OP, I'm sorry you had to have this experience, but we've all been there. It does rattle our confidence. But your error wasn't yours, alone. It was a systems error. MDs have to learn not to bark rapid-fire orders. They don't save time; they just cause errors. And even if your hospital doesn't have a policy of 2-nurse check for certain meds, go ahead and get that check anyway. At least while you're new. They shouldn't mind you being a bit slow; they should appreciate that you're being conscientious.
You're going to be great in your current position. Hang in there.
((HUGS)) The important thing is you will NEVER do this again. Always label your syringes with what is in that syringe. Writing it out will set alarm bells off in your head.
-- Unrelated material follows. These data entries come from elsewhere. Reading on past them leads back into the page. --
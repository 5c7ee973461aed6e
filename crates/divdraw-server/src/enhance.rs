// SPDX-License-Identifier: PMPL-1.0-or-later
// Copyright (c) 2026 Jonathan D.A. Jewell (hyperpolymath) <jonathan.jewell@open.ac.uk>
//
// Generative sketch polishing.
//
// The merged drawing is decoded (to learn its canvas size), re-encoded as PNG
// and handed to a `GenerativeBackend`.  The image the backend returns is
// resized back onto the original canvas.  The shipped backend talks to the
// Gemini `generateContent` REST endpoint; `UnconfiguredBackend` stands in when
// no API key is available.

use std::sync::Arc;
use std::time::Duration;

use async_trait::async_trait;
use base64::Engine;
use base64::engine::general_purpose::STANDARD;
use image::DynamicImage;
use serde::{Deserialize, Serialize};
use tracing::{debug, info, instrument, warn};

use divdraw_core::config::EnhanceConfig;
use divdraw_core::error::{DivDrawError, Result};
use divdraw_imaging::codec::{self, PNG_MIME};

use crate::handlers::run_blocking;

/// Longest slice of an upstream error body echoed into our error message.
const ERROR_BODY_PREVIEW: usize = 200;

// ---------------------------------------------------------------------------
// Backend trait
// ---------------------------------------------------------------------------

/// Raw answer from a generative backend.
#[derive(Debug, Clone)]
pub struct GeneratedImage {
    /// Encoded image bytes, any format the `image` crate can read.
    pub image: Vec<u8>,
    /// Concatenated text parts, possibly empty.
    pub description: String,
}

/// A remote model that turns a sketch into a polished rendering.
#[async_trait]
pub trait GenerativeBackend: Send + Sync {
    /// Short identifier used in logs.
    fn name(&self) -> &str;

    /// Send PNG bytes to the model and return its image and caption.
    async fn generate(&self, png: &[u8]) -> Result<GeneratedImage>;
}

/// Backend used when no API key is configured.  Every call fails.
pub struct UnconfiguredBackend;

#[async_trait]
impl GenerativeBackend for UnconfiguredBackend {
    fn name(&self) -> &str {
        "unconfigured"
    }

    async fn generate(&self, _png: &[u8]) -> Result<GeneratedImage> {
        warn!("Enhancement requested but no generative backend is configured");
        Err(DivDrawError::RemoteService(
            "generative backend not configured".into(),
        ))
    }
}

/// Pick the backend for `config`: Gemini when an API key is set, otherwise
/// [`UnconfiguredBackend`].
pub fn backend_from_config(config: &EnhanceConfig) -> Result<Arc<dyn GenerativeBackend>> {
    let backend: Arc<dyn GenerativeBackend> = match config.api_key.as_deref() {
        Some(key) if !key.trim().is_empty() => Arc::new(GeminiBackend::new(config)?),
        _ => {
            info!("No generative API key configured; /enhance will report an error");
            Arc::new(UnconfiguredBackend)
        }
    };
    Ok(backend)
}

// ---------------------------------------------------------------------------
// Polishing flow
// ---------------------------------------------------------------------------

/// Polished drawing ready to be returned to the caller.
#[derive(Debug, Clone)]
pub struct Enhancement {
    pub description: String,
    /// PNG bytes at the merged drawing's dimensions.
    pub image_png: Vec<u8>,
}

/// Run `merged` through `backend` and fit the result to the original canvas.
#[instrument(skip_all, fields(backend = backend.name(), merged_len = merged.len()))]
pub async fn polish_sketch(backend: &dyn GenerativeBackend, merged: Vec<u8>) -> Result<Enhancement> {
    let (png, width, height) = run_blocking(move || {
        let image = codec::decode(&merged)?;
        let (width, height) = image.dimensions();
        Ok((codec::encode_png(&DynamicImage::ImageRgb8(image))?, width, height))
    })
    .await?;
    debug!(width, height, png_len = png.len(), "Merged drawing prepared");

    let GeneratedImage { image, description } = backend.generate(&png).await?;
    let image_png = run_blocking(move || {
        codec::resize_exact_png(&image, width, height).map_err(|err| match err {
            DivDrawError::Decode(msg) => {
                DivDrawError::RemoteService(format!("generated image is unreadable: {msg}"))
            }
            other => other,
        })
    })
    .await?;

    Ok(Enhancement {
        description,
        image_png,
    })
}

// ---------------------------------------------------------------------------
// Gemini REST backend
// ---------------------------------------------------------------------------

/// Client for the Generative Language API `generateContent` method.
pub struct GeminiBackend {
    client: reqwest::Client,
    url: String,
    api_key: String,
    prompt: String,
}

impl GeminiBackend {
    /// Build a client from configuration.  Fails if no API key is set.
    pub fn new(config: &EnhanceConfig) -> Result<Self> {
        let api_key = config
            .api_key
            .clone()
            .ok_or_else(|| DivDrawError::Config("enhance.api_key is not set".into()))?;
        let client = reqwest::Client::builder()
            .timeout(Duration::from_secs(config.timeout_secs))
            .build()
            .map_err(|err| DivDrawError::Config(format!("HTTP client: {err}")))?;
        Ok(Self {
            client,
            url: generate_content_url(&config.endpoint, &config.model),
            api_key,
            prompt: config.prompt.clone(),
        })
    }
}

#[async_trait]
impl GenerativeBackend for GeminiBackend {
    fn name(&self) -> &str {
        "gemini"
    }

    async fn generate(&self, png: &[u8]) -> Result<GeneratedImage> {
        let request = GenerateRequest {
            contents: vec![RequestContent {
                parts: vec![
                    RequestPart::Text {
                        text: self.prompt.clone(),
                    },
                    RequestPart::InlineData {
                        inline_data: InlineData {
                            mime_type: Some(PNG_MIME.to_string()),
                            data: STANDARD.encode(png),
                        },
                    },
                ],
            }],
        };

        debug!(url = %self.url, png_len = png.len(), "Calling generateContent");
        let response = self
            .client
            .post(&self.url)
            .header("x-goog-api-key", &self.api_key)
            .json(&request)
            .send()
            .await
            .map_err(|err| DivDrawError::RemoteService(format!("request failed: {err}")))?;

        let status = response.status();
        if !status.is_success() {
            let detail = match response.text().await {
                Ok(body) => body.chars().take(ERROR_BODY_PREVIEW).collect(),
                Err(err) => format!("<error body unreadable: {err}>"),
            };
            return Err(DivDrawError::RemoteService(upstream_status_message(
                status, &detail,
            )));
        }

        let body: GenerateResponse = response
            .json()
            .await
            .map_err(|err| DivDrawError::RemoteService(format!("unreadable response: {err}")))?;
        let generated = parse_generate_response(body)?;
        info!(
            image_len = generated.image.len(),
            description_len = generated.description.len(),
            "Generative backend answered"
        );
        Ok(generated)
    }
}

fn upstream_status_message(status: reqwest::StatusCode, detail: &str) -> String {
    format!("HTTP {status}: {detail}")
}

/// `{endpoint}/models/{model}:generateContent`, tolerant of a trailing slash.
pub fn generate_content_url(endpoint: &str, model: &str) -> String {
    format!(
        "{}/models/{model}:generateContent",
        endpoint.trim_end_matches('/')
    )
}

/// Extract the first inline image and all text from a response.
pub fn parse_generate_response(response: GenerateResponse) -> Result<GeneratedImage> {
    let mut image = None;
    let mut description = String::new();

    let parts = response
        .candidates
        .into_iter()
        .filter_map(|candidate| candidate.content)
        .flat_map(|content| content.parts);
    for part in parts {
        if let Some(text) = part.text {
            description.push_str(&text);
        }
        if let (None, Some(inline)) = (&image, part.inline_data) {
            let bytes = STANDARD.decode(inline.data.as_bytes()).map_err(|err| {
                DivDrawError::RemoteService(format!("inline image is not base64: {err}"))
            })?;
            image = Some(bytes);
        }
    }

    let image = image.ok_or_else(|| {
        DivDrawError::RemoteService("response contained no image part".into())
    })?;
    Ok(GeneratedImage {
        image,
        description: description.trim().to_string(),
    })
}

// -- Wire types ---------------------------------------------------------------

#[derive(Debug, Serialize)]
struct GenerateRequest {
    contents: Vec<RequestContent>,
}

#[derive(Debug, Serialize)]
struct RequestContent {
    parts: Vec<RequestPart>,
}

#[derive(Debug, Serialize)]
#[serde(untagged)]
enum RequestPart {
    Text {
        text: String,
    },
    InlineData {
        #[serde(rename = "inlineData")]
        inline_data: InlineData,
    },
}

#[derive(Debug, Serialize, Deserialize)]
#[serde(rename_all = "camelCase")]
pub struct InlineData {
    #[serde(default, skip_serializing_if = "Option::is_none")]
    pub mime_type: Option<String>,
    pub data: String,
}

/// Subset of the `generateContent` response this backend reads.
#[derive(Debug, Default, Deserialize)]
pub struct GenerateResponse {
    #[serde(default)]
    pub candidates: Vec<Candidate>,
}

#[derive(Debug, Deserialize)]
pub struct Candidate {
    #[serde(default)]
    pub content: Option<Content>,
}

#[derive(Debug, Deserialize)]
pub struct Content {
    #[serde(default)]
    pub parts: Vec<Part>,
}

#[derive(Debug, Deserialize)]
#[serde(rename_all = "camelCase")]
pub struct Part {
    #[serde(default)]
    pub text: Option<String>,
    #[serde(default)]
    pub inline_data: Option<InlineData>,
}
Remember on any pedi patient if it is a large number STOP and double check and everything is by weight.
((HUGS)) We have all made mistakes...thank goodness you checked the dosage with your partner.
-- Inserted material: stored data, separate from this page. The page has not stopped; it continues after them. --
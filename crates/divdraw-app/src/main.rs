// SPDX-License-Identifier: PMPL-1.0-or-later
// Copyright (c) 2026 Jonathan D.A. Jewell (hyperpolymath) <jonathan.jewell@open.ac.uk>
//
// Divide & Draw backend
//
// Entry point. Initialises logging, loads configuration, and serves HTTP
// until Ctrl-C.
//
// Usage: `divdraw [config.json]`.  Without an argument the path is taken from
// `DIVDRAW_CONFIG`; without either, built-in defaults and environment
// overrides apply.

use std::ffi::OsString;
use std::path::PathBuf;
use std::process::ExitCode;

use divdraw_core::config::AppConfig;
use divdraw_core::error::Result;
use divdraw_server::SketchServer;

#[tokio::main]
async fn main() -> ExitCode {
    tracing_subscriber::fmt()
        .with_env_filter(
            tracing_subscriber::EnvFilter::try_from_default_env()
                .unwrap_or_else(|_| tracing_subscriber::EnvFilter::new("info")),
        )
        .init();

    tracing::info!("Divide & Draw backend starting");

    match run().await {
        Ok(()) => ExitCode::SUCCESS,
        Err(e) => {
            tracing::error!(error = %e, "Divide & Draw backend failed");
            ExitCode::FAILURE
        }
    }
}

async fn run() -> Result<()> {
    let path = config_path(
        std::env::args_os().nth(1),
        std::env::var_os("DIVDRAW_CONFIG"),
    );
    let config = AppConfig::load(path.as_deref())?;
    tracing::debug!(?config, "configuration resolved");

    let mut server = SketchServer::new(&config)?;
    server.start().await?;

    if let Err(e) = tokio::signal::ctrl_c().await {
        tracing::warn!(error = %e, "could not listen for Ctrl-C; shutting down");
    } else {
        tracing::info!("Ctrl-C received");
    }

    server.stop().await
}

/// The CLI argument wins over `DIVDRAW_CONFIG`; empty values are ignored.
fn config_path(arg: Option<OsString>, env: Option<OsString>) -> Option<PathBuf> {
    arg.into_iter()
        .chain(env)
        .find(|value| !value.is_empty())
        .map(PathBuf::from)
}
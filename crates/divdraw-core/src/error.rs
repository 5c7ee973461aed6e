// SPDX-License-Identifier: PMPL-1.0-or-later
// Copyright (c) 2026 Jonathan D.A. Jewell (hyperpolymath) <jonathan.jewell@open.ac.uk>
//
// Unified error types for Divide & Draw.

use thiserror::Error;

/// Top-level error type for all Divide & Draw operations.
#[derive(Debug, Error)]
pub enum DivDrawError {
    // -- Image errors --
    #[error("could not decode image: {0}")]
    Decode(String),

    #[error("failed to encode image to PNG: {0}")]
    Encode(String),

    // -- Request errors --
    #[error("{0}")]
    MissingInput(String),

    #[error("malformed input: {0}")]
    MalformedInput(String),

    // -- Generative backend --
    #[error("remote service error: {0}")]
    RemoteService(String),

    // -- Startup / lifecycle --
    #[error("invalid configuration: {0}")]
    Config(String),

    #[error("server error: {0}")]
    Server(String),

    #[error("file I/O error: {0}")]
    Io(#[from] std::io::Error),

    #[error("serialization error: {0}")]
    Serialization(#[from] serde_json::Error),
}

impl DivDrawError {
    /// Whether the failure was caused by the caller's request rather than by
    /// processing. Client errors map to HTTP 400, everything else to 500.
    pub fn is_client_error(&self) -> bool {
        matches!(
            self,
            DivDrawError::MissingInput(_) | DivDrawError::MalformedInput(_)
        )
    }
}

/// Alias used throughout the codebase.
pub type Result<T> = std::result::Result<T, DivDrawError>;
Try to not entertain the thoughts and feeling of being stupid. Keep positive and check in with your supervisor to get that viewpoint on the situation. I think that your support at the workplace with checks and double checks is a demonstration of commitment by the organization to realize everyone makes mistakes. This is how to be proactive and prevent dangerous outcomes. I remember being told by a senior RN in a fast panicked tone to do something I did not understand. I questioned her to get clarity....she screamed at me in front of the entire unit "you want to be a nurse and you can't even do a simple thing like this?" Pretty awful but in retrospect, she should have been pulled aside and later we should have been debriefed with a neutral party. This would have made a big difference. Instead no one did anything including me, business as usual, and I felt like it was my fault.
New picu
1 Post
Hello all,
I've been a nurse for about three years but have recently moved from rural setting to a big city PICU. Last night, at the end of a long night shift I made a mistake that took all of my confidence away and has made me dread going to work.
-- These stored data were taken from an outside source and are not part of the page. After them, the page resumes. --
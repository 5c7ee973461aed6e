// SPDX-License-Identifier: PMPL-1.0-or-later
// Copyright (c) 2026 Jonathan D.A. Jewell (hyperpolymath) <jonathan.jewell@open.ac.uk>
//
// divdraw-imaging -- Image processing for the Divide & Draw backend.
//
// Provides the codec adapter (decode, PNG encode, base64 data URLs), the
// photo-to-sketch extraction pipeline, and pixel-overlap accuracy scoring.

pub mod codec;
pub mod sketch;

// Re-export the primary entry points so callers can use
// `divdraw_imaging::convert_to_sketch` etc.
pub use codec::{PNG_MIME, strip_data_url, to_data_url};
pub use sketch::pipeline::{BinarizeProfile, binarize, convert_to_sketch, to_binary_edge};
pub use sketch::score::{Evaluation, compute_accuracy_metrics, evaluate, render_overlay};
use tokio::sync::mpsc::UnboundedReceiver;

use crate::types::SettingsSnapshot;

use super::interface::{Engine, EngineHandle, Event, Outcome, Request};

/// A stub engine that serves a fixture snapshot without any network calls.
///
/// Useful for integration tests and UI demos that must not require a running
/// backend. Every mutation succeeds instantly.
pub struct StubEngine {
    pub snapshot: SettingsSnapshot,
}

impl Engine for StubEngine {
    fn start(self) -> EngineHandle {
        let (tx, rx) = tokio::sync::mpsc::unbounded_channel::<Request>();
        std::thread::spawn(move || {
            let rt = tokio::runtime::Runtime::new().expect("stub tokio runtime");
            rt.block_on(self.run_loop(rx));
        });
        EngineHandle::new(tx)
    }
}

impl StubEngine {
    async fn run_loop(self, mut rx: UnboundedReceiver<Request>) {
        while let Some(req) = rx.recv().await {
            match req {
                Request::FetchSnapshot { reply_tx } => {
                    let mut snapshot = self.snapshot.clone();
                    snapshot.sort_apps();
                    let _ = reply_tx.send(Event::SnapshotFetched { snapshot });
                }
                Request::UpdateClassification {
                    exe_name,
                    is_game,
                    reply_tx,
                } => {
                    let _ = reply_tx.send(Event::ClassificationUpdated {
                        exe_name,
                        is_game,
                        outcome: Outcome::Applied,
                    });
                }
                Request::UpdateGlobalLimit { limit, reply_tx } => {
                    let _ = reply_tx.send(Event::GlobalLimitUpdated {
                        limit,
                        outcome: Outcome::Applied,
                    });
                }
                Request::UpdateAppLimit {
                    exe_name,
                    max_time,
                    reply_tx,
                } => {
                    let _ = reply_tx.send(Event::AppLimitUpdated {
                        exe_name,
                        max_time,
                        outcome: Outcome::Applied,
                    });
                }
                Request::RefreshTimeLimits { reply_tx } => {
                    let _ = reply_tx.send(Event::TimeLimitsRefreshed {
                        outcome: Outcome::Applied,
                    });
                }
                Request::Shutdown => break,
            }
        }
    }
}
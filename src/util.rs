use chrono::{DateTime, Utc};
use unicode_width::{UnicodeWidthChar, UnicodeWidthStr};

/// Format a limit in minutes the way the settings screens show it.
pub(crate) fn format_minutes(minutes: u32) -> String {
    format!("{minutes} mins")
}

/// Format the time since the last snapshot as `"Synced ~5m ago"`.
///
/// Returns an empty string when nothing has been synced yet.
pub(crate) fn format_synced(last_synced: Option<DateTime<Utc>>) -> String {
    let Some(dt) = last_synced else {
        return String::new();
    };
    format!("Synced {}", format_relative_time(&dt, Utc::now()))
}

fn format_relative_time(dt: &DateTime<Utc>, now: DateTime<Utc>) -> String {
    let duration = now.signed_duration_since(dt);

    let seconds = duration.num_seconds();
    if seconds < 5 {
        return "just now".to_owned();
    }
    if seconds < 60 {
        return format!("~{seconds}s ago");
    }

    let minutes = duration.num_minutes();
    if minutes < 60 {
        return format!("~{minutes}m ago");
    }

    let hours = duration.num_hours();
    if hours < 24 {
        return format!("~{hours}h ago");
    }

    format!("~{}d ago", duration.num_days())
}

/// Cut `text` to at most `max_width` terminal columns, ending with `…` when
/// anything was removed.
pub(crate) fn truncate_to_width(text: &str, max_width: usize) -> String {
    if UnicodeWidthStr::width(text) <= max_width {
        return text.to_owned();
    }
    if max_width == 0 {
        return String::new();
    }
    let mut out = String::new();
    let mut used = 0;
    for ch in text.chars() {
        let w = ch.width().unwrap_or(0);
        if used + w > max_width - 1 {
            break;
        }
        out.push(ch);
        used += w;
    }
    out.push('\u{2026}');
    out
}

#[cfg(test)]
mod tests {
    use chrono::Duration;

    use super::*;

    #[test]
    fn minutes_label() {
        assert_eq!(format_minutes(90), "90 mins");
    }

    #[test]
    fn relative_time_buckets() {
        let now = Utc::now();
        assert_eq!(format_relative_time(&now, now), "just now");
        assert_eq!(
            format_relative_time(&(now - Duration::seconds(30)), now),
            "~30s ago"
        );
        assert_eq!(
            format_relative_time(&(now - Duration::minutes(5)), now),
            "~5m ago"
        );
        assert_eq!(
            format_relative_time(&(now - Duration::hours(3)), now),
            "~3h ago"
        );
        assert_eq!(
            format_relative_time(&(now - Duration::days(2)), now),
            "~2d ago"
        );
    }

    #[test]
    fn synced_is_empty_before_first_snapshot() {
        assert_eq!(format_synced(None), "");
    }

    #[test]
    fn truncate_keeps_short_text() {
        assert_eq!(truncate_to_width("steam.exe", 20), "steam.exe");
    }

    #[test]
    fn truncate_adds_ellipsis() {
        assert_eq!(truncate_to_width("notepad.exe", 6), "notep\u{2026}");
        assert_eq!(truncate_to_width("notepad.exe", 0), "");
    }

    #[test]
    fn truncate_counts_wide_chars() {
        // Each CJK character takes two columns.
        assert_eq!(truncate_to_width("游戏游戏", 5), "游戏\u{2026}");
    }
}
My patient was a fresh post op retroperitoneal tumour removal who had blood pressure issues during the procedure. I'm still orientating to the unit, but each nurse I've been buddies with has allowed me different levels of responsibility over the patients. It was fifteen minutes after our shift ended and the nurse that I was buddied with was giving the oncoming shift report while I did some last minute things in the room. The patient had been fairly awake most of the night, intubated, and having a lot of anxiety over the tube. Her heart and respiratory rate spiked to extreme tachy and she was at her most anxious - just wanting that tube gone. The M.D came in to see her while I was I there trying to calm her down and rhymed off a bunch of orders to me, including 'get me 50 of midazolam.'
I'm not going to lie, I was pretty panicked because of my patient condition and this being a completely new setting to me. I didn't clue in that what she wanted was a dose of 50mcg/kg. I think it was the combination of not being used to working with those types of dosing because most of my experience is adults and the situation, but I went and Drew up 50mg of midazolam in a syringe. I should have clarified, but with the pressure I just went and did it. I gave it to the nurse I was buddied with to have it double checked, and when she asked 'so you want 50mcg/kg instead of her ordered 25?' then when she looked at what I had in the syringe and looked back at me very worried, I realized what I had done. The M.D was right there as well. I felt like I was going to throw up. I quickly fixed my mistake and the patient got the right dose, after another double check. I tried to brush it off because I don't want my co workers loose confidence in me when I am this new, but I feel so stupid now. I know that no harm came to the patient, but i still can't get over that I did something that... Well stupid. I'm absolutely dreading going back to the unit.